Muss man für sensible Menschen gleich eine neue Schublade erfinden?
Jeder Mensch ist sensibel, je nach Situation mal mehr, mal weniger- und etwas Sensibilität schadet nicht, aber bitte doch im normalen Rahmen.
Sollen jetzt Weicheitum, Grübelmonsterei und Empathiegehabe einen Namen und damit eine Legitimation bekommen?
Ist es jetzt 'in', bei der kleinsten Kleinigkeit in Tränen auszubrechen mit dem Hinweis 'ich bin doch hochsensibel' und 'die Welt ist so schlecht'?

Muss alles, was bisher gut und richtig war, hinterfragt und angezweifelt werden?
Sollen Querdenker und Querulanten jetzt eine Lobby erhalten? Ist das wirklich nötig?

Wahrscheinlich haben die als Kind zu oft ihren Namen getanzt oder erleben gerade ihre midlife crisis.
Das Leben ist nun mal kein Ponyhof und nur die Harten kommen in den Garten.

Und wenn einer mit dem wirklichen Leben nicht klar kommt, dann ab auf die Couch – dafür gibt es doch Profis.
Also wirklich, Hochsensibilität- was für ein Unsinn, oder?





Lassen Sie mich Ihnen etwas über Präriehunde erzählen:

Präriehund

Präriehunde haben (meistens) nichts mit den uns so vertrauten Hunden zu tun, sondern gehören zur Gattung der Erdhörnchen.
Sie leben in der Prärie Nordamerikas und erinnern in ihrem Aussehen eher an Murmeltiere. Vier der fünf Arten leben in komplexen Kolonien mit bis zu einer Million Bewohnern, die sich über Hunderte Quadratkilometer erstrecken können.

Ähnlich wie bei den Murmeltieren halten immer einzelne Tiere als Wächter Ausschau nach Feinden und alarmieren die übrigen Tiere durch ihr lautes Bellen, dem sie auch ihren Namen zu verdanken haben.

In der Regel übernehmen nur Tiere mit besonders feinem Gefahrenradar die Rolle des Wächters, während sich die anderen der Nahrungsaufnahme widmen.

Wissenschaftlichen Beobachtungen zufolge geht immer wieder eine Art 'La Ola-Welle' durch die Gruppe der Präriehunde, wenn sich ein einzelnes Tier auf die Hinterbeine aufrichtet und andere damit ansteckt.
Biologen der University of Manitoba im kanadischen Winnipeg vermuten, dass dieses koordinierte Männchenmachen dazu dient, die Wachsamkeit der anderen sicherzustellen, um zwischendurch selbst in Ruhe nach Futter suchen zu können.

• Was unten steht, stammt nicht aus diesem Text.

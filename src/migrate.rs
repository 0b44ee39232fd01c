use anyhow::Result;
use sqlx::SqlitePool;

use crate::config::Config;
use crate::db;

/// Create the schema. Safe to run repeatedly.
pub async fn run_migrations(config: &Config) -> Result<()> {
    let pool = db::connect(config).await?;
    migrate_pool(&pool).await?;
    pool.close().await;
    Ok(())
}

pub async fn migrate_pool(pool: &SqlitePool) -> Result<()> {
    // One row per (tenant, key); the unique constraint is the dedup guard.
    sqlx::query(
        r#"
        CREATE TABLE IF NOT EXISTS insights (
            tenant_id TEXT NOT NULL,
            idempotency_key TEXT NOT NULL,
            highlight_id TEXT NOT NULL,
            source TEXT NOT NULL,
            event_type TEXT NOT NULL,
            received_at TEXT NOT NULL,
            text TEXT NOT NULL,
            note TEXT,
            url TEXT,
            tags_json TEXT NOT NULL DEFAULT '[]',
            created_at TEXT NOT NULL,
            updated_at TEXT NOT NULL,
            enriched INTEGER NOT NULL DEFAULT 0,
            UNIQUE(tenant_id, idempotency_key)
        )
        "#,
    )
    .execute(pool)
    .await?;

    sqlx::query(
        r#"
        CREATE TABLE IF NOT EXISTS queue_messages (
            id TEXT PRIMARY KEY,
            body TEXT NOT NULL,
            attributes_json TEXT NOT NULL DEFAULT '{}',
            enqueued_at INTEGER NOT NULL,
            visible_at INTEGER NOT NULL,
            receive_count INTEGER NOT NULL DEFAULT 0
        )
        "#,
    )
    .execute(pool)
    .await?;

    sqlx::query(
        "CREATE INDEX IF NOT EXISTS idx_queue_messages_visible_at ON queue_messages(visible_at, enqueued_at)",
    )
    .execute(pool)
    .await?;
    sqlx::query("CREATE INDEX IF NOT EXISTS idx_insights_enriched ON insights(enriched)")
        .execute(pool)
        .await?;

    Ok(())
}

Sie werden mir zustimmen, dass es nach einer sinnvollen Einrichtung der Natur klingt, einen Teil der Gruppe mit sensibleren Antennen für ein erhöhtes Gefahrenerkennungspotential auszustatten.
Warum aber sollte es das bei Menschen nicht auch geben? Weil es in der heutigen Gesellschaft überflüssig geworden ist? Ist es das?


Und nun: Hochsensitivität – was ist das überhaupt?

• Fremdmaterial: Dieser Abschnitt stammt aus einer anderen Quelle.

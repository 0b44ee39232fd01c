//! Enricher construction and the HTTP enrichment client.
//!
//! # Providers
//!
//! | `[enrich].provider` | Enricher |
//! |---------------------|----------|
//! | `disabled` | none; insights are stored as received |
//! | `static` | [`StaticTagEnricher`] with `[enrich].tags` |
//! | `http` | [`HttpEnricher`] posting to `[enrich].url` |
//!
//! # Retry
//!
//! The HTTP client retries transient failures with exponential backoff:
//! - HTTP 429 and 5xx → retry
//! - other 4xx → fail immediately
//! - network errors → retry

use std::sync::Arc;
use std::time::Duration;

use anyhow::{anyhow, bail, Result};
use async_trait::async_trait;
use serde::Deserialize;
use tracing::warn;

use insight_core::enrich::{Enricher, StaticTagEnricher};
use insight_core::models::Insight;

use crate::config::EnrichConfig;

/// Build the configured enricher, or `None` when enrichment is disabled.
pub fn create_enricher(config: &EnrichConfig) -> Result<Option<Arc<dyn Enricher>>> {
    match config.provider.as_str() {
        "disabled" => Ok(None),
        "static" => Ok(Some(Arc::new(StaticTagEnricher::new(config.tags.clone())))),
        "http" => Ok(Some(Arc::new(HttpEnricher::new(config)?))),
        other => bail!("Unknown enrich provider: {}", other),
    }
}

/// Fields an enrichment service may return. Absent fields are left as-is.
#[derive(Debug, Deserialize)]
struct EnrichResponse {
    #[serde(default)]
    text: Option<String>,
    #[serde(default)]
    note: Option<String>,
    #[serde(default)]
    tags: Option<Vec<String>>,
}

pub struct HttpEnricher {
    client: reqwest::Client,
    url: String,
    max_retries: u32,
}

impl HttpEnricher {
    pub fn new(config: &EnrichConfig) -> Result<Self> {
        let url = config
            .url
            .clone()
            .ok_or_else(|| anyhow!("enrich.url required"))?;
        let client = reqwest::Client::builder()
            .timeout(Duration::from_secs(config.timeout_secs))
            .build()?;
        Ok(Self {
            client,
            url,
            max_retries: config.max_retries,
        })
    }

    async fn call(&self, insight: &Insight) -> Result<EnrichResponse> {
        let mut last_err = None;

        for attempt in 0..=self.max_retries {
            if attempt > 0 {
                let delay = Duration::from_secs(1 << (attempt - 1).min(5));
                tokio::time::sleep(delay).await;
            }

            match self.client.post(&self.url).json(insight).send().await {
                Ok(response) => {
                    let status = response.status();

                    if status.is_success() {
                        return Ok(response.json().await?);
                    }

                    if status.as_u16() == 429 || status.is_server_error() {
                        let body_text = response.text().await.unwrap_or_default();
                        warn!(%status, attempt, "enrich request failed, retrying");
                        last_err = Some(anyhow!("enrich API error {}: {}", status, body_text));
                        continue;
                    }

                    let body_text = response.text().await.unwrap_or_default();
                    bail!("enrich API error {}: {}", status, body_text);
                }
                Err(e) => {
                    warn!(error = %e, attempt, "enrich request failed, retrying");
                    last_err = Some(e.into());
                    continue;
                }
            }
        }

        Err(last_err.unwrap_or_else(|| anyhow!("enrichment failed after retries")))
    }
}

#[async_trait]
impl Enricher for HttpEnricher {
    async fn enrich(&self, insight: &Insight) -> Result<Insight> {
        let response = self.call(insight).await?;
        Ok(merge(insight, response))
    }
}

fn merge(insight: &Insight, response: EnrichResponse) -> Insight {
    let mut out = insight.clone();
    if let Some(text) = response.text.filter(|t| !t.trim().is_empty()) {
        out.text = text.trim().to_string();
    }
    if let Some(note) = response.note {
        let note = note.trim();
        out.note = (!note.is_empty()).then(|| note.to_string());
    }
    if let Some(tags) = response.tags {
        out.tags = tags;
    }
    out
}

Es gibt zahlreiche Webseiten und Bücher, die dieses Phänomen ausführlich und kompetent beschreiben. Am Ende der Seite befinden sich entsprechende Links und Verweise.
Ich möchte (m)eine kurze Definition als Einstieg liefern und fasse Erkenntnisse aus verschiedenen Quellen zusammen, ergänzt um meine persönlichen Erfahrungen und Beobachtungen:


Definition Hochsensitivität:

Hochsensitivität (HS) bezeichnet im Wesentlichen eine höhere Reizoffenheit und eine intuitivere Wahrnehmung innerer und äußerer Reize, die mit einer gründlicheren Informationsverarbeitung und komplexeren Denkprozessen verbunden ist.

Reizoffenheit

Bei der Aufnahme von Reizen wird zwischen äußeren und inneren Reizen unterschieden.
Damit ein Reiz wahrgenommen wird, muss eine gewisse Reizschwelle erreicht werden. Man geht davon aus, dass das Filtersystem für aufgenommene Reize bei hochsensitiven Menschen (HSM) anders funktioniert, unbewusst mehr Reize aufgenommen werden und die Reizschwelle niedriger ist, so dass mehr Reize über das Nervensystem das Gehirn ansprechen und verarbeitet werden müssen.

Es deutet eine Reihe von Belegen darauf hin, dass Hochsensitivität mit einer evolutionär bedingten Strategie in Zusammenhang steht, die die Informationsverarbeitung vor das Handeln stellt. Das Verhaltenshemmsystem ist stärker ausgeprägt als das Verhaltensaktivierungssystem.
Aufgenommene Reize werden detaillierter analysiert und mögliche Konsequenzen des Handelns gründlicher bedacht.

Hochsensitivität

  • ist gleichbedeutend mit Hochsensibilität
  • wird als physiologisches Merkmal vererbt, die Ausprägungen sind aber vom Sozialisierungsprozess beeinflussbar
  • bezeichnet keine Krankheit
  • wird etwa 15-20% der Menschen zugeschrieben
  • ist bimodal verteilt, d.h. man ist es oder man ist es nicht

Begrifflichkeiten

Im Deutschen findet man verschiedene Begriffe wie hochsensibel, hochsensitiv, hochempfindlich, hypersensibel oder hochreaktiv, die häufig alle dasselbe Phänomen beschreiben.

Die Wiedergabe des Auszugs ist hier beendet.